The morning spent leafing through titles had to conclude well before the mid-day closing time, to stand in line with everyone else, and hear the librarian quip about each item as it was checked out–to join that week's ration of the most books able to be carried, for the journey home on the rattling tram.
These older trams were called "bone-shakers" for a reason. Each weekday, it was an experience to also travel by tram to school.
Most passengers rushed first to occupy the never large enough, enclosed cabins at each end of the tram. It was the unlucky or the undaunted, who found a location on the middle platform between the cabins–to sit in the open-air on wooden-slat seats, or stand hanging on to leather straps overhead–some of us were glad to feel the breeze as the tram picked up speed, others just grudgingly thankful to be underway to some destination. And all of us exposed to the traffic noise and exhaust fumes, the wind, the tropical sun, or rain squalls, in the hot or cold that the seasons brought, for the six-mile journey each way.

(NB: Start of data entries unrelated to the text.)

//! Dictionaries and the dictionary stack
//!
//! A `Dictionary` is one bounded scope. `DictRef` is the shared handle that
//! stack slots, the dictionary stack and captured procedures all hold; a
//! `def` through any handle is visible through every other one.

use crate::eval::EvalError;
use crate::value::Value;
use std::cell::RefCell;
use std::collections::HashMap;
use std::fmt;
use std::rc::Rc;

/// Capacity of the permanent bottom dictionary
pub const GLOBAL_DICT_CAPACITY: usize = 100;

#[derive(Debug, Clone)]
pub struct Dictionary {
    entries: HashMap<String, Value>,
    capacity: usize,
}

impl Dictionary {
    pub fn new(capacity: usize) -> Self {
        Dictionary {
            entries: HashMap::new(),
            capacity,
        }
    }

    pub fn len(&self) -> usize {
        self.entries.len()
    }

    pub fn is_empty(&self) -> bool {
        self.entries.is_empty()
    }

    pub fn capacity(&self) -> usize {
        self.capacity
    }

    pub fn is_full(&self) -> bool {
        self.entries.len() >= self.capacity
    }

    pub fn get(&self, key: &str) -> Option<&Value> {
        self.entries.get(key)
    }

    /// Insert or overwrite. Capacity is not checked here; `begin` checks it.
    pub fn define(&mut self, key: impl Into<String>, value: Value) {
        self.entries.insert(key.into(), value);
    }

    pub fn keys(&self) -> impl Iterator<Item = &str> {
        self.entries.keys().map(String::as_str)
    }
}

/// Shared handle to a dictionary
#[derive(Clone)]
pub struct DictRef(Rc<RefCell<Dictionary>>);

impl DictRef {
    pub fn new(capacity: usize) -> Self {
        DictRef(Rc::new(RefCell::new(Dictionary::new(capacity))))
    }

    pub fn len(&self) -> usize {
        self.0.borrow().len()
    }

    pub fn is_empty(&self) -> bool {
        self.0.borrow().is_empty()
    }

    pub fn capacity(&self) -> usize {
        self.0.borrow().capacity()
    }

    pub fn is_full(&self) -> bool {
        self.0.borrow().is_full()
    }

    pub fn get(&self, key: &str) -> Option<Value> {
        self.0.borrow().get(key).cloned()
    }

    pub fn define(&self, key: impl Into<String>, value: Value) {
        self.0.borrow_mut().define(key, value);
    }

    pub fn keys(&self) -> Vec<String> {
        self.0.borrow().keys().map(str::to_string).collect()
    }

    /// True when both handles point at the same dictionary
    pub fn ptr_eq(&self, other: &DictRef) -> bool {
        Rc::ptr_eq(&self.0, &other.0)
    }
}

// Entries can hold procedures that captured this same dictionary, so the
// derived Debug would recurse forever.
impl fmt::Debug for DictRef {
    fn fmt(&self, f: &mut fmt::Formatter<'_>) -> fmt::Result {
        let dict = self.0.borrow();
        f.debug_struct("DictRef")
            .field("len", &dict.len())
            .field("capacity", &dict.capacity())
            .finish()
    }
}

/// The nested-scope chain. Never empty: the bottom entry is the global
/// dictionary (or, while a lexical procedure runs, its captured scope).
#[derive(Debug, Clone)]
pub struct DictStack {
    frames: Vec<DictRef>,
}

impl Default for DictStack {
    fn default() -> Self {
        Self::new()
    }
}

impl DictStack {
    /// A stack holding only a fresh global dictionary
    pub fn new() -> Self {
        DictStack {
            frames: vec![DictRef::new(GLOBAL_DICT_CAPACITY)],
        }
    }

    /// A single-scope stack, used while a lexically captured procedure runs
    pub fn scoped(dict: DictRef) -> Self {
        DictStack { frames: vec![dict] }
    }

    /// Push a scope.
    ///
    /// Fails when the *current* top dictionary is already full. The check is
    /// made against the scope being left, not the one being entered.
    pub fn begin(&mut self, dict: DictRef) -> Result<(), EvalError> {
        if self.top().is_full() {
            return Err(EvalError::DictCapacityExceeded);
        }
        self.frames.push(dict);
        Ok(())
    }

    /// Pop the innermost scope; the bottom scope is never popped
    pub fn end(&mut self) -> Result<DictRef, EvalError> {
        if self.frames.len() <= 1 {
            return Err(EvalError::DictStackUnderflow);
        }
        self.frames.pop().ok_or(EvalError::DictStackUnderflow)
    }

    pub fn top(&self) -> &DictRef {
        // frames is never empty
        &self.frames[self.frames.len() - 1]
    }

    pub fn depth(&self) -> usize {
        self.frames.len()
    }

    /// Write into the innermost scope
    pub fn define(&self, key: impl Into<String>, value: Value) {
        self.top().define(key, value);
    }

    /// Search innermost to outermost
    pub fn lookup(&self, name: &str) -> Result<Value, EvalError> {
        self.frames
            .iter()
            .rev()
            .find_map(|dict| dict.get(name))
            .ok_or_else(|| EvalError::NameUndefined(name.to_string()))
    }

    /// Every name visible from the top of the stack, sorted
    pub fn names(&self) -> Vec<String> {
        let mut names: Vec<String> = self.frames.iter().flat_map(DictRef::keys).collect();
        names.sort();
        names.dedup();
        names
    }
}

Some of the undaunted, while standing and swaying to the curves of the road, or jerking with stops and starts along the route had mastered reading newspapers or books one-handed. The more social passengers talked and laughed, strangers as they met, to become firm acquaintances and possibly meet again on later travels.
Through travel experiences never ideal, people were mostly good natured and helpful, looking out for one another–alerting the tram-driver to wait up by pulling the bell cord sharply, when children, or the elderly, or someone unwell, or with larger packages needed extra time boarding or alighting. Strangers looked out for strangers, with some sense of care and safety enveloping everyone.
Maybe you have memories that are different yet feel basically similar to times like this. Whether realities experienced are long past or recent, memories are a touchstone to what's real–but any day in our experience will be very different from a great many stories in the daily news.
Connotations and the texture of words matter to capture what's real. We know that understanding these qualities in words is learned gradually over time, through listening or reading with care and attention to the nuance of words. For anyone in the business of news, this is well understood.
Yet how damaging is the intoxication to write news stories that repeat verbatim so many delusions of the outrageous, the trivial, and the bizarre–repeating ad nauseam the hyperbolic words of media releases. Today's media, inherited from the continuously declining tabloid press, reward urgency and conflict-based stories, or sometimes "balancing" one set of opinions against another.
Some gatekeepers in the mainstream media and journalists are taking responsibility to pursue a more constructive approach to deliver news. For this "constructive journalism," the media only report comment from politicians that is evidence-based and can be evaluated by "pegging their words back to reality."
References:
Constructive Institute (2022), "What Is Constructive Journalism?"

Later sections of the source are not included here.